Caro Primo Ministro. E’ la voce di un manifestante di piazza Taksim che circola sul web.
“I was an apolitical man; then how come I took to the streets? Not for two trees. I rebelled after seeing how, early at dawn, you have attacked those youngsters who were silently protesting in their tents. I took to the streets because I do not wish my son to go through the same things and I would like him to live in a democratic country”.
Sono apolitico, ha detto Cem Batu, Direttore Creativo di una Agenzia di pubblicità, ma mi sono indignato per come sono stati trattati quei giovani che protestavano per gli alberi di Gezi. Per come sono stati ingiustamente attaccati. No, la rivolta non accade a causa di due alberi, ma per la Democrazia. Chi protesta a Ankara chiede Democrazia, chiede futuro.
La Turchia, uno dei paradisi del capitalismo rampante delle periferie, esplode in tumulti. Gli indicatori economici mantengono segno positivo a dispetto dei partner europei, gravati dalla scure dell’austerità. Eppure il paese entra nel caos e l’innesco è rintracciabile in quel meccanismo plutocratico che stava per cancellare un parco, l’unico parco pubblico in una città di quattordici milioni di persone. La chiave per comprendere i fatti di Gezi si trova quindi in una sola parola: pubblico. La macchina capitalistica, l’interesse privatistico di un centro commerciale stava per distruggere uno spazio pubblico, l’ultimo spazio pubblico rimasto. La protesta turca ricorda a tutti noi che un paese è molto più di un indicatore macroeconomico. Un paese è convivenza.
Non saprei dire se si tratta dell’ultima propaggine della Primavera Araba. Forse ci troviamo di fronte a un fenomeno nuovo, un evento di emotività collettiva. Il sistema politico, sordo alle richieste di partecipazione, chiuso in circuiti autoreferenziali e fondamentalmente orientato a reprimere il dissenso, non ha più strumenti per comprendere l’opinione pubblica.
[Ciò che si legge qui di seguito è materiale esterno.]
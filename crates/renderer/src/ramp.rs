//! Evenly-spaced color ramps for the dashboard layers.
//!
//! Each ramp maps a value window [vmin, vmax] onto a list of stops with
//! linear interpolation between neighbors, the way the front-end legends
//! describe them. Values outside the window clamp to the end colors.

use crate::error::{RenderError, RenderResult};
use crate::gradient::{interpolate_color, Color};

/// A color ramp over a fixed value window.
#[derive(Debug, Clone)]
pub struct ColorRamp {
    stops: Vec<Color>,
    vmin: f32,
    vmax: f32,
}

impl ColorRamp {
    /// Build a ramp from opaque color stops.
    pub fn new(stops: Vec<Color>, vmin: f32, vmax: f32) -> RenderResult<Self> {
        if stops.len() < 2 {
            return Err(RenderError::NotEnoughStops(stops.len()));
        }
        Ok(Self { stops, vmin, vmax })
    }

    /// Build a ramp from `#RRGGBB` stop strings.
    pub fn from_hex(stops: &[&str], vmin: f32, vmax: f32) -> RenderResult<Self> {
        let parsed: RenderResult<Vec<Color>> = stops.iter().map(|s| hex_to_color(s)).collect();
        Self::new(parsed?, vmin, vmax)
    }

    pub fn vmin(&self) -> f32 {
        self.vmin
    }

    pub fn vmax(&self) -> f32 {
        self.vmax
    }

    /// Map a data value to its ramp color.
    pub fn color_at(&self, value: f32) -> Color {
        let range = self.vmax - self.vmin;
        let range = if range.abs() < f32::EPSILON { 1.0 } else { range };
        let t = ((value - self.vmin) / range).clamp(0.0, 1.0);

        // Stops are evenly spaced over [0, 1].
        let pos = t * (self.stops.len() - 1) as f32;
        let i = (pos.floor() as usize).min(self.stops.len() - 2);
        let frac = pos - i as f32;
        interpolate_color(self.stops[i], self.stops[i + 1], frac)
    }
}

/// Parse a `#RRGGBB` string into an opaque color.
pub fn hex_to_color(hex: &str) -> RenderResult<Color> {
    let digits = hex.trim_start_matches('#');
    if digits.len() != 6 {
        return Err(RenderError::InvalidHexColor(hex.to_string()));
    }
    let parse = |s: &str| {
        u8::from_str_radix(s, 16).map_err(|_| RenderError::InvalidHexColor(hex.to_string()))
    };
    let r = parse(&digits[0..2])?;
    let g = parse(&digits[2..4])?;
    let b = parse(&digits[4..6])?;
    Ok(Color::new(r, g, b, 255))
}

/// Diverging blue-to-red ramp for the heat island delta, window [-2, 8] C.
pub fn duhi_ramp() -> ColorRamp {
    ColorRamp {
        stops: vec![
            Color::new(33, 102, 172, 255),  // #2166AC
            Color::new(103, 169, 207, 255), // #67A9CF
            Color::new(247, 247, 247, 255), // #F7F7F7
            Color::new(244, 165, 130, 255), // #F4A582
            Color::new(178, 24, 43, 255),   // #B2182B
        ],
        vmin: -2.0,
        vmax: 8.0,
    }
}

/// Red-to-green vegetation ramp, window [-0.2, 0.8].
pub fn ndvi_ramp() -> ColorRamp {
    ColorRamp {
        stops: vec![
            Color::new(215, 48, 39, 255),   // #d73027
            Color::new(253, 174, 97, 255),  // #fdae61
            Color::new(255, 255, 191, 255), // #ffffbf
            Color::new(166, 217, 106, 255), // #a6d96a
            Color::new(26, 152, 80, 255),   // #1a9850
        ],
        vmin: -0.2,
        vmax: 0.8,
    }
}

/// Cool-to-hot surface temperature ramp, window [20, 45] C.
pub fn lst_ramp() -> ColorRamp {
    ColorRamp {
        stops: vec![
            Color::new(49, 54, 149, 255),   // #313695
            Color::new(69, 117, 180, 255),  // #4575b4
            Color::new(116, 173, 209, 255), // #74add1
            Color::new(253, 174, 97, 255),  // #fdae61
            Color::new(244, 109, 67, 255),  // #f46d43
            Color::new(215, 48, 39, 255),   // #d73027
            Color::new(165, 0, 38, 255),    // #a50026
        ],
        vmin: 20.0,
        vmax: 45.0,
    }
}
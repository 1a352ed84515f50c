//! Regional metrics handler.

use axum::extract::{Extension, Query};
use axum::response::Response;
use serde::Deserialize;
use std::sync::Arc;

use heat_core::{regional_metrics, RegionalMetrics};

use crate::handlers::common::json_response;
use crate::state::AppState;

/// Query parameters for the metrics endpoint.
#[derive(Debug, Deserialize)]
pub struct MetricsParams {
    /// Region stamped into the snapshot; defaults to the configured region.
    pub region: Option<String>,
}

/// GET /api/metrics - Aggregate snapshot for the KPI cards.
///
/// Serves a static export verbatim when one is configured; otherwise
/// computes a fresh synthetic snapshot. Generation failures are the one
/// place fallback substitution happens: the handler logs the error and
/// serves the documented constant snapshot instead.
pub async fn metrics_handler(
    Extension(state): Extension<Arc<AppState>>,
    Query(params): Query<MetricsParams>,
) -> Response {
    if let Some(static_metrics) = &state.static_data.metrics {
        return json_response(static_metrics);
    }

    let region = params.region.as_deref().unwrap_or(&state.region);

    let mut rng = rand::thread_rng();
    match regional_metrics(region, &mut rng) {
        Ok(metrics) => json_response(&metrics),
        Err(e) => {
            tracing::warn!("Metrics generation failed, serving fallback snapshot: {}", e);
            json_response(&RegionalMetrics::fallback(region))
        }
    }
}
E ignorando la domanda di politiche per il benessere comune, innesca la rabbia per la mancanza di politiche. Qualcosa di simile, su scala diversa e forse con un grado di indignazione diversa, accade anche da noi. E’ un sentimento diffuso in Europa, quello dei giovani di Gezi Park. La difesa dello spazio comune è diventata una battaglia di resistenza contro il sopruso del potere politico/plutocratico. Sbagliate a pensare che si tratti di Medioriente, o di Primavera Araba o di complotti degli americani orditi con i social network: siamo noi i giovani di Ankara e di Istanbul. Noi europei.